Your answer should be the lines of the data below that contain "embeddings".

# Recorded data:
-=-=-
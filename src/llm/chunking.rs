//! Splitting a document into a head and experience batches for the chunked fallback

use crate::processing::sections::SectionKind;
use regex::Regex;
use std::sync::LazyLock;

static ENTRY_BOUNDARY: LazyLock<Regex> = LazyLock::new(|| {
    Regex::new(r"(?i)^\s*(?:client|customer|company|employer|project|organi[sz]ation)\s*:")
        .expect("Invalid entry boundary regex")
});

#[derive(Debug, Clone, PartialEq, Eq)]
pub struct ChunkPlan {
    /// Identity region sent to the head prompt
    pub head: String,
    /// Experience batches, each holding up to `chunk_size` units
    pub chunks: Vec<String>,
}

fn is_experience_heading(line: &str) -> bool {
    SectionKind::from_heading(line) == Some(SectionKind::Experience)
}

pub fn is_entry_boundary(line: &str) -> bool {
    ENTRY_BOUNDARY.is_match(line)
}

/// Head is everything before the first experience heading, or the first
/// `head_line_limit` lines when the document has none.
pub fn plan_chunks(lines: &[String], head_line_limit: usize, chunk_size: usize) -> ChunkPlan {
    let split_at = lines
        .iter()
        .position(|line| is_experience_heading(line))
        .unwrap_or_else(|| head_line_limit.min(lines.len()));

    let (head, rest) = lines.split_at(split_at);
    let units = experience_units(rest);

    let chunks = units
        .chunks(chunk_size.max(1))
        .map(|batch| batch.join("\n"))
        .collect();

    ChunkPlan {
        head: head.join("\n"),
        chunks,
    }
}

/// Units start at experience headings and entry-boundary lines
fn experience_units(lines: &[String]) -> Vec<String> {
    let mut units: Vec<Vec<&str>> = Vec::new();

    for line in lines {
        let starts_unit = is_experience_heading(line) || is_entry_boundary(line);
        match units.last_mut() {
            Some(unit) if !starts_unit => unit.push(line.as_str()),
            _ => units.push(vec![line.as_str()]),
        }
    }

    units
        .into_iter()
        .filter(|unit| !unit.iter().all(|line| is_experience_heading(line)))
        .map(|unit| unit.join("\n"))
        .collect()
}
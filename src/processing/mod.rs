//! Rule-based text processing: segmentation, heuristics and skill detection

pub mod blocks;
pub mod embeddings;
pub mod identity;
pub mod keyphrase;
pub mod ner;
pub mod sections;
pub mod skills;
pub mod text_processor;
pub mod vocabulary;
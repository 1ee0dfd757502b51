//! Error handling for the resume parser

use thiserror::Error;

#[derive(Error, Debug)]
pub enum ResumeParserError {
    #[error("IO error: {0}")]
    Io(#[from] std::io::Error),

    #[error("File format not supported: {0}")]
    UnsupportedFormat(String),

    #[error("Document read error: {0}")]
    DocumentRead(String),

    #[error("Embedding generation error: {0}")]
    Embedding(String),

    #[error("Named-entity recognition error: {0}")]
    Ner(String),

    #[error("Model invocation failed: {0}")]
    ModelInvocation(String),

    #[error("Model output is not valid JSON after repair: {0}")]
    JsonRepair(String),

    #[error("Model loading error: {0}")]
    ModelLoading(String),

    #[error("Model error: {0}")]
    ModelError(String),

    #[error("Configuration error: {0}")]
    Configuration(String),

    #[error("Keyword vocabulary error: {0}")]
    Vocabulary(String),

    #[error("Extraction context is not initialized")]
    NotInitialized,

    #[error("Serialization error: {0}")]
    Serialization(#[from] serde_json::Error),

    #[error("Invalid input: {0}")]
    InvalidInput(String),
}

pub type Result<T> = std::result::Result<T, ResumeParserError>;

/// Convert anyhow errors (model2vec-rs) to our custom error type
impl From<anyhow::Error> for ResumeParserError {
    fn from(err: anyhow::Error) -> Self {
        ResumeParserError::Embedding(err.to_string())
    }
}

/// Convert candle core errors to our custom error type
impl From<candle_core::Error> for ResumeParserError {
    fn from(err: candle_core::Error) -> Self {
        ResumeParserError::ModelError(err.to_string())
    }
}
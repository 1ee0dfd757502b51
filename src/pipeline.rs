//! Extraction strategies and the process-wide extraction context

use crate::config::{Config, Strategy};
use crate::error::{Result, ResumeParserError};
use crate::input::extract_lines;
use crate::llm::{CandleGenerator, GenerativeExtractor, TextGenerator};
use crate::models::{get_device_with_override, ModelManager};
use crate::processing::blocks::{BlockParsers, ParseContext};
use crate::processing::embeddings::{Embedder, Model2VecEmbedder};
use crate::processing::identity::IdentityExtractor;
use crate::processing::keyphrase::KeyphraseExtractor;
use crate::processing::ner::{BertTokenClassifier, TokenClassifier};
use crate::processing::sections::{segment, SectionKind};
use crate::processing::skills::{merge_skill_text, SkillEngine};
use crate::processing::vocabulary::KeywordDictionary;
use crate::profile::{ExtractionSource, ExtractionWarning, ResumeProfile};
use async_trait::async_trait;
use std::sync::Arc;
use tokio::sync::OnceCell;

/// Bytes of one document in, profile out
#[async_trait]
pub trait ResumeExtractor: Send + Sync {
    async fn extract(&self, bytes: &[u8], filename: &str) -> Result<ResumeProfile>;
}

/// Section segmentation, block parsers and the skill engine
pub struct RuleBasedExtractor {
    identity: IdentityExtractor,
    parsers: BlockParsers,
    skills: Arc<SkillEngine>,
}

impl RuleBasedExtractor {
    pub fn new(skills: Arc<SkillEngine>) -> Self {
        Self {
            identity: IdentityExtractor::new(),
            parsers: BlockParsers::default(),
            skills,
        }
    }

    pub fn with_identity(mut self, identity: IdentityExtractor) -> Self {
        self.identity = identity;
        self
    }

    pub fn with_parsers(mut self, parsers: BlockParsers) -> Self {
        self.parsers = parsers;
        self
    }

    /// Never fails: malformed text degrades to empty fields and warnings
    pub fn extract_from_lines(&self, lines: &[String], filename: &str) -> ResumeProfile {
        if lines.is_empty() {
            log::warn!("{}: no text extracted", filename);
            return ResumeProfile::builder(ExtractionSource::RuleBased, filename)
                .warning(ExtractionWarning::ExtractionEmpty)
                .build();
        }

        let mut warnings = Vec::new();
        let identity = self.identity.extract(lines, &mut warnings);
        let sections = segment(lines);
        log::debug!(
            "{}: sections found {:?}",
            filename,
            sections.kinds().collect::<Vec<_>>()
        );

        let mut ctx = ParseContext::new(&self.skills, &mut warnings);
        let education = self.parsers.education.parse(sections.get(SectionKind::Education), &mut ctx);
        let experience = self.parsers.experience.parse(sections.get(SectionKind::Experience), &mut ctx);
        let projects = self.parsers.projects.parse(sections.get(SectionKind::Projects), &mut ctx);
        let certifications = self
            .parsers
            .certifications
            .parse(sections.get(SectionKind::Certifications), &mut ctx);
        let achievements = self
            .parsers
            .achievements
            .parse(sections.get(SectionKind::Achievements), &mut ctx);
        let summary = self
            .parsers
            .summary
            .parse(sections.get(SectionKind::Objective), &mut ctx)
            .into_iter()
            .next();

        let detected = self.skills.extract_with_warnings(&lines.join("\n"), &mut warnings);
        let skills = merge_skill_text(&sections.get(SectionKind::Skills).join("\n"), &detected);

        ResumeProfile::builder(ExtractionSource::RuleBased, filename)
            .name(identity.name)
            .title(identity.title)
            .contact(identity.contact)
            .all_links(identity.all_links)
            .education(education)
            .experience(experience)
            .projects(projects)
            .certifications(certifications)
            .achievements(achievements)
            .summary(summary)
            .skills(skills)
            .line_count(lines.len())
            .warnings(warnings)
            .build()
    }
}

#[async_trait]
impl ResumeExtractor for RuleBasedExtractor {
    async fn extract(&self, bytes: &[u8], filename: &str) -> Result<ResumeProfile> {
        let lines = extract_lines(bytes, filename)?;
        Ok(self.extract_from_lines(&lines, filename))
    }
}

/// Rule-based first; the generative path runs only when identity is incomplete
pub struct FallbackExtractor {
    rule_based: Arc<RuleBasedExtractor>,
    generative: Option<Arc<GenerativeExtractor>>,
}

impl FallbackExtractor {
    pub fn new(rule_based: Arc<RuleBasedExtractor>, generative: Option<Arc<GenerativeExtractor>>) -> Self {
        Self { rule_based, generative }
    }
}

#[async_trait]
impl ResumeExtractor for FallbackExtractor {
    async fn extract(&self, bytes: &[u8], filename: &str) -> Result<ResumeProfile> {
        let lines = extract_lines(bytes, filename)?;
        let profile = self.rule_based.extract_from_lines(&lines, filename);

        if lines.is_empty() || !profile.identity_incomplete() {
            return Ok(profile);
        }
        let Some(generative) = &self.generative else {
            return Ok(profile);
        };

        log::info!("{}: identity incomplete, retrying with the generative path", filename);
        match generative.extract_from_lines(&lines, filename).await {
            Ok(generated) => Ok(generated),
            Err(e) => {
                log::warn!("{}: generative retry failed, keeping rule-based result: {}", filename, e);
                Ok(profile)
            }
        }
    }
}

/// Vocabulary, models and extractors, built once and shared read-only
pub struct ExtractionContext {
    strategy: Strategy,
    skills: Arc<SkillEngine>,
    rule_based: Arc<RuleBasedExtractor>,
    generative: Option<Arc<GenerativeExtractor>>,
}

impl ExtractionContext {
    /// Load the vocabulary and every configured model.
    ///
    /// Embedding and NER models are optional signals: a model that cannot be loaded is
    /// logged and left out. The generator is only loaded for the generative and auto
    /// strategies, and is required for the generative one.
    pub async fn initialize(config: &Config) -> Result<Self> {
        config.validate()?;

        let vocabulary = match &config.skills.vocabulary_path {
            Some(path) => KeywordDictionary::load(path)?,
            None => KeywordDictionary::builtin(),
        };
        log::info!("Skill vocabulary holds {} terms", vocabulary.len());

        let manager = ModelManager::new(config.models_dir().clone()).await?;
        let device = get_device_with_override()?;

        let embedder: Option<Arc<dyn Embedder>> = match &config.models.embedding_model {
            Some(reference) => optional_model("embedding", async {
                let path = manager.ensure(reference).await?;
                Ok::<_, ResumeParserError>(Arc::new(Model2VecEmbedder::load(&path)?) as Arc<dyn Embedder>)
            })
            .await,
            None => None,
        };

        let mut classifiers: Vec<Arc<dyn TokenClassifier>> = Vec::new();
        for reference in [&config.models.ner_model, &config.models.secondary_ner_model]
            .into_iter()
            .flatten()
        {
            let loaded = optional_model("ner", async {
                let path = manager.ensure(reference).await?;
                Ok::<_, ResumeParserError>(
                    Arc::new(BertTokenClassifier::load(&path, device.clone())?) as Arc<dyn TokenClassifier>
                )
            })
            .await;
            classifiers.extend(loaded);
        }

        let generator: Option<Arc<dyn TextGenerator>> = match (&config.models.generator_model, config.extraction.strategy) {
            (_, Strategy::RuleBased) => None,
            (Some(reference), strategy) => {
                let loading = async {
                    let path = manager.ensure(reference).await?;
                    Ok::<_, ResumeParserError>(
                        Arc::new(CandleGenerator::load(&path, device.clone(), &config.generative)?)
                            as Arc<dyn TextGenerator>,
                    )
                };
                if strategy == Strategy::Generative {
                    Some(loading.await?)
                } else {
                    optional_model("generator", loading).await
                }
            }
            (None, Strategy::Generative) => {
                return Err(ResumeParserError::Configuration(
                    "the generative strategy needs models.generator_model".to_string(),
                ))
            }
            (None, Strategy::Auto) => None,
        };

        let mut skills = SkillEngine::new(Arc::new(vocabulary))?
            .with_keyphrases(KeyphraseExtractor::new(
                config.skills.max_ngram,
                config.skills.keyphrase_top_n,
                config.skills.keyphrase_diversity,
            ))
            .with_similarity_threshold(config.skills.similarity_threshold);
        if let Some(embedder) = embedder {
            skills = skills.with_embedder(embedder);
        }
        if let Some(primary) = classifiers.first() {
            skills = skills.with_classifier(primary.clone());
        }

        Ok(Self::from_parts(config, Arc::new(skills), classifiers, generator))
    }

    /// Assemble a context from already-loaded collaborators
    pub fn from_parts(
        config: &Config,
        skills: Arc<SkillEngine>,
        classifiers: Vec<Arc<dyn TokenClassifier>>,
        generator: Option<Arc<dyn TextGenerator>>,
    ) -> Self {
        let mut identity = IdentityExtractor::new()
            .with_scan_limits(config.extraction.header_lines, config.extraction.name_scan_lines);
        let mut classifiers = classifiers.into_iter();
        if let Some(primary) = classifiers.next() {
            identity = identity.with_primary_ner(primary);
        }
        if let Some(secondary) = classifiers.next() {
            identity = identity.with_secondary_ner(secondary);
        }

        let backfill = IdentityExtractor::new()
            .with_scan_limits(config.extraction.header_lines, config.extraction.name_scan_lines);
        let generative = generator.map(|generator| {
            Arc::new(GenerativeExtractor::new(generator, &config.generative).with_identity(backfill))
        });

        Self {
            strategy: config.extraction.strategy,
            rule_based: Arc::new(RuleBasedExtractor::new(skills.clone()).with_identity(identity)),
            skills,
            generative,
        }
    }

    pub fn strategy(&self) -> Strategy {
        self.strategy
    }

    pub fn skills(&self) -> &SkillEngine {
        &self.skills
    }

    /// Extractor for the configured strategy
    pub fn extractor(&self) -> Result<Arc<dyn ResumeExtractor>> {
        self.extractor_for(self.strategy)
    }

    pub fn extractor_for(&self, strategy: Strategy) -> Result<Arc<dyn ResumeExtractor>> {
        match strategy {
            Strategy::RuleBased => Ok(self.rule_based.clone()),
            Strategy::Generative => self
                .generative
                .clone()
                .map(|g| g as Arc<dyn ResumeExtractor>)
                .ok_or_else(|| {
                    ResumeParserError::Configuration("no generator model is loaded".to_string())
                }),
            Strategy::Auto => Ok(Arc::new(FallbackExtractor::new(
                self.rule_based.clone(),
                self.generative.clone(),
            ))),
        }
    }
}

async fn optional_model<T>(kind: &str, loading: impl std::future::Future<Output = Result<T>>) -> Option<T> {
    match loading.await {
        Ok(model) => Some(model),
        Err(e) => {
            log::warn!("Continuing without {} model: {}", kind, e);
            None
        }
    }
}

static GLOBAL: OnceCell<Arc<ExtractionContext>> = OnceCell::const_new();

/// Initialise the process-wide context once; concurrent callers share the first result
pub async fn init_global(config: &Config) -> Result<Arc<ExtractionContext>> {
    GLOBAL
        .get_or_try_init(|| async { ExtractionContext::initialize(config).await.map(Arc::new) })
        .await
        .cloned()
}

pub fn global() -> Result<Arc<ExtractionContext>> {
    GLOBAL.get().cloned().ok_or(ResumeParserError::NotInitialized)
}

pub fn is_ready() -> bool {
    GLOBAL.initialized()
}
-=-=-
# Result:
pub mod embeddings;
use crate::processing::embeddings::{Embedder, Model2VecEmbedder};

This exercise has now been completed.